### WORK ORDER
Only lines holding "execute" are needed; copy each of them from the data below.

### RECORDED INFORMATION
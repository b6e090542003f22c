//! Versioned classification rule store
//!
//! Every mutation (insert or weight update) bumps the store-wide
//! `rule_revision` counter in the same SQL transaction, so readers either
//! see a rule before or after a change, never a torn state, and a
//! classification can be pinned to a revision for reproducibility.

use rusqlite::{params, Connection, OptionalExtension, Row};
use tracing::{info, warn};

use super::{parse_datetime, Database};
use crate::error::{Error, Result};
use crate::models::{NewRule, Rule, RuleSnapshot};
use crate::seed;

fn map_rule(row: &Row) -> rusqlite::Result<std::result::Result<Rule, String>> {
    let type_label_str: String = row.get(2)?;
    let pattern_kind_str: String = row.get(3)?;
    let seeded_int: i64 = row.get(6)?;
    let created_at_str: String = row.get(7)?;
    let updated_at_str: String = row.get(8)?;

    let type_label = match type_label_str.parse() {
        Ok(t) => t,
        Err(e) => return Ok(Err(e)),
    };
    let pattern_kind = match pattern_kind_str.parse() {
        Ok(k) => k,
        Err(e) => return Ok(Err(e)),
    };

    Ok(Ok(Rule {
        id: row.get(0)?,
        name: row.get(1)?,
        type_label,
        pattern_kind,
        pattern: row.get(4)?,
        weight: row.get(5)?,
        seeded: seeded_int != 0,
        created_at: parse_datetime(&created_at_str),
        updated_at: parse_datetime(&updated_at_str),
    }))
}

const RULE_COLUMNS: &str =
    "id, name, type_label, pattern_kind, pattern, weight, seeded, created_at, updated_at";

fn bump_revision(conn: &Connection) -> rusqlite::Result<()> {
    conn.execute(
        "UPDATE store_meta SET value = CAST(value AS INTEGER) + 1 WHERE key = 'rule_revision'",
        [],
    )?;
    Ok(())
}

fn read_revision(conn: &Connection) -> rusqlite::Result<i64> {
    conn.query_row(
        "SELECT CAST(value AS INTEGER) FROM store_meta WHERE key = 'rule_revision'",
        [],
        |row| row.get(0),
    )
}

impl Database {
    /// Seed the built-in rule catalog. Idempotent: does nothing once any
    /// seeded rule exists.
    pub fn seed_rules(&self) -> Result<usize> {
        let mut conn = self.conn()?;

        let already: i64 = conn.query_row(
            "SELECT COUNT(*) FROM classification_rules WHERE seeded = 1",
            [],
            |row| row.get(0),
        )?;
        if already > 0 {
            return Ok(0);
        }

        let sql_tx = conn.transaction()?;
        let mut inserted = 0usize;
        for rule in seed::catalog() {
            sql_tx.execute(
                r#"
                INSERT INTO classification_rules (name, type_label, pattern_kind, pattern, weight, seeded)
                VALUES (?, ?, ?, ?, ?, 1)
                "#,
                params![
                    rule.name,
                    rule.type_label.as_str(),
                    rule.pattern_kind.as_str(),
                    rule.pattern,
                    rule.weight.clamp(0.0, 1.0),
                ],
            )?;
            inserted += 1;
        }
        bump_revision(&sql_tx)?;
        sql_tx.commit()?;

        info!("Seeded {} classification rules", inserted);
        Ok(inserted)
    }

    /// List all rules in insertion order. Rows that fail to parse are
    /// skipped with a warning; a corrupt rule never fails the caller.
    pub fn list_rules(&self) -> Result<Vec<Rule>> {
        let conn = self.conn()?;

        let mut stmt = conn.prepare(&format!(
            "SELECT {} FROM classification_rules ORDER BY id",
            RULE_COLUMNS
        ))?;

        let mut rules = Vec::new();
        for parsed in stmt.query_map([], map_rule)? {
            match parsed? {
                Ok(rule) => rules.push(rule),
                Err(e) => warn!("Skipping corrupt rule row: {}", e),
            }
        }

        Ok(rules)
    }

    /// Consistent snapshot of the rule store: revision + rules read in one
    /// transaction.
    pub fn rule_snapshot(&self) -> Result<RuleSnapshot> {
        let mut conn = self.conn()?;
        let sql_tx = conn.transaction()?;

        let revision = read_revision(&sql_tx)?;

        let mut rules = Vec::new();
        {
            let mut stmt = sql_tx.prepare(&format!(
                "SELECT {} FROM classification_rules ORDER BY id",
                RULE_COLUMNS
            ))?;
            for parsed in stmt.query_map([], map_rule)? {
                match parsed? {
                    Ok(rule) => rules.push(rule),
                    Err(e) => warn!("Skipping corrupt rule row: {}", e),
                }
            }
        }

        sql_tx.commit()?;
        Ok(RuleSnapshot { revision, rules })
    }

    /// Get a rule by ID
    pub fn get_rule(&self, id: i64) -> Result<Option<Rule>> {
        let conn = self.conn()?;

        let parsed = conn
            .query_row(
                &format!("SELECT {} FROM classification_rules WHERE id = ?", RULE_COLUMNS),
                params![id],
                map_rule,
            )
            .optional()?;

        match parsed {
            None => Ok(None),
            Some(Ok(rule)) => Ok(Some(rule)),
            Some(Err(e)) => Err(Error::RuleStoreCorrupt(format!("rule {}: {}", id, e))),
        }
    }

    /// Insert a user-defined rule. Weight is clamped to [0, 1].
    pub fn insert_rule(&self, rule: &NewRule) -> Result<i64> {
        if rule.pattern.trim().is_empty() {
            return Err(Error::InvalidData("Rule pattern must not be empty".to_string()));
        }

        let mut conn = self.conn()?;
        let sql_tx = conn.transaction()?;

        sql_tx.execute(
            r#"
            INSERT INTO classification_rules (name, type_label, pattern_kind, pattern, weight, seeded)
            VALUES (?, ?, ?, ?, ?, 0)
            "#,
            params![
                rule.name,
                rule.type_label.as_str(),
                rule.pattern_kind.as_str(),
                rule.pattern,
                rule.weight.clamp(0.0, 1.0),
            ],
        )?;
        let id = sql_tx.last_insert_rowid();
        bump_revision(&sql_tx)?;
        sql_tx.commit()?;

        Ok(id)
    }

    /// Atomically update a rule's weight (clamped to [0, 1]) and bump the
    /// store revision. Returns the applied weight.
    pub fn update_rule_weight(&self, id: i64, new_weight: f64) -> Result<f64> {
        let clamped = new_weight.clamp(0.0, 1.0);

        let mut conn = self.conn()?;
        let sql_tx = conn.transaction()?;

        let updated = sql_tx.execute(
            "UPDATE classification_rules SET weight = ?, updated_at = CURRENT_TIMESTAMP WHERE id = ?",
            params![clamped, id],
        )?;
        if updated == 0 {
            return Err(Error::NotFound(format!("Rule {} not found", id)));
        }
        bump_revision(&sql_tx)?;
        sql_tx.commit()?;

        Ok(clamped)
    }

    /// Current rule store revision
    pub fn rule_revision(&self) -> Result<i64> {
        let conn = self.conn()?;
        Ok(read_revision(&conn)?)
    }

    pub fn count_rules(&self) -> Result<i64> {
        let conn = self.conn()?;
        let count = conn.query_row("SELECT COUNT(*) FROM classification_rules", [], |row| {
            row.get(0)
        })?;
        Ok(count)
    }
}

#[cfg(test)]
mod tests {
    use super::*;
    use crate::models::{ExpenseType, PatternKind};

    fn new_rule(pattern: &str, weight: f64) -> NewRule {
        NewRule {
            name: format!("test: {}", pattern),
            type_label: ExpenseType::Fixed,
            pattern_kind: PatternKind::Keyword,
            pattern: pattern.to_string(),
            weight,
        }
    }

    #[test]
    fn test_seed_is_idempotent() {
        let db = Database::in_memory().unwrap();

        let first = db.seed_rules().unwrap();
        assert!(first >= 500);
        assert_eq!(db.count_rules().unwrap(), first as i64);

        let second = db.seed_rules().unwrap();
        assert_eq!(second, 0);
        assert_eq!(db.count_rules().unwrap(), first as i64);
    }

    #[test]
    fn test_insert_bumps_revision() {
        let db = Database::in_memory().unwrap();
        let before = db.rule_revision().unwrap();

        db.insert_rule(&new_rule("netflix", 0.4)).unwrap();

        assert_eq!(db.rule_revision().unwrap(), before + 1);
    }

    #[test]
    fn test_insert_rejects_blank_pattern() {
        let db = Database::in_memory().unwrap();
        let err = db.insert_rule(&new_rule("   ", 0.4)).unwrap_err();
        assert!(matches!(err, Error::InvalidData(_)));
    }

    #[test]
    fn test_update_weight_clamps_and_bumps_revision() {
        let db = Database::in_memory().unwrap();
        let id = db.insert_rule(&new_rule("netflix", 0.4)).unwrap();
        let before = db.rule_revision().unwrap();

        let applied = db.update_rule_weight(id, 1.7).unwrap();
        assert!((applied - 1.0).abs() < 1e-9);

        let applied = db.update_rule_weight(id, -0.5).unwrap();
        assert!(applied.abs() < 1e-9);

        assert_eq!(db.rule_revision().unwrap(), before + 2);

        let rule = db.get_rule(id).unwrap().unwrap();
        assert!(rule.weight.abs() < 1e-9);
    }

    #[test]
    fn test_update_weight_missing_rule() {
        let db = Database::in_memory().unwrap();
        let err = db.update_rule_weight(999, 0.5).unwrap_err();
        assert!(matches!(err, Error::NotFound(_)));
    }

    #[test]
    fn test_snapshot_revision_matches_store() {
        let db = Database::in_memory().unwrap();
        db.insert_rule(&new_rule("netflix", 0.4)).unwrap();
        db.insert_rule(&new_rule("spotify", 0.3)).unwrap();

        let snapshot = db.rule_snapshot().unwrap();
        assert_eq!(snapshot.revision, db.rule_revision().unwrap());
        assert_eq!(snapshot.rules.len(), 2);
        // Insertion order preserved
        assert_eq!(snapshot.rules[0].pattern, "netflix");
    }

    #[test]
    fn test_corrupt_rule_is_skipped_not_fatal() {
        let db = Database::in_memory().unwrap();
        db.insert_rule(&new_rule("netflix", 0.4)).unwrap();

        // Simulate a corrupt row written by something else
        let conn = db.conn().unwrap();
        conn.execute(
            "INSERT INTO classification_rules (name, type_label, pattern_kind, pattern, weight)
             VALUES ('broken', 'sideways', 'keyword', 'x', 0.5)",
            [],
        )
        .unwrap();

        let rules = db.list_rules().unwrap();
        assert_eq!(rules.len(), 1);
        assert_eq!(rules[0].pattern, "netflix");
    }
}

### SOLVED PROBLEM
    conn.execute(
            sql_tx.execute(
        sql_tx.execute(
        let updated = sql_tx.execute(
        conn.execute(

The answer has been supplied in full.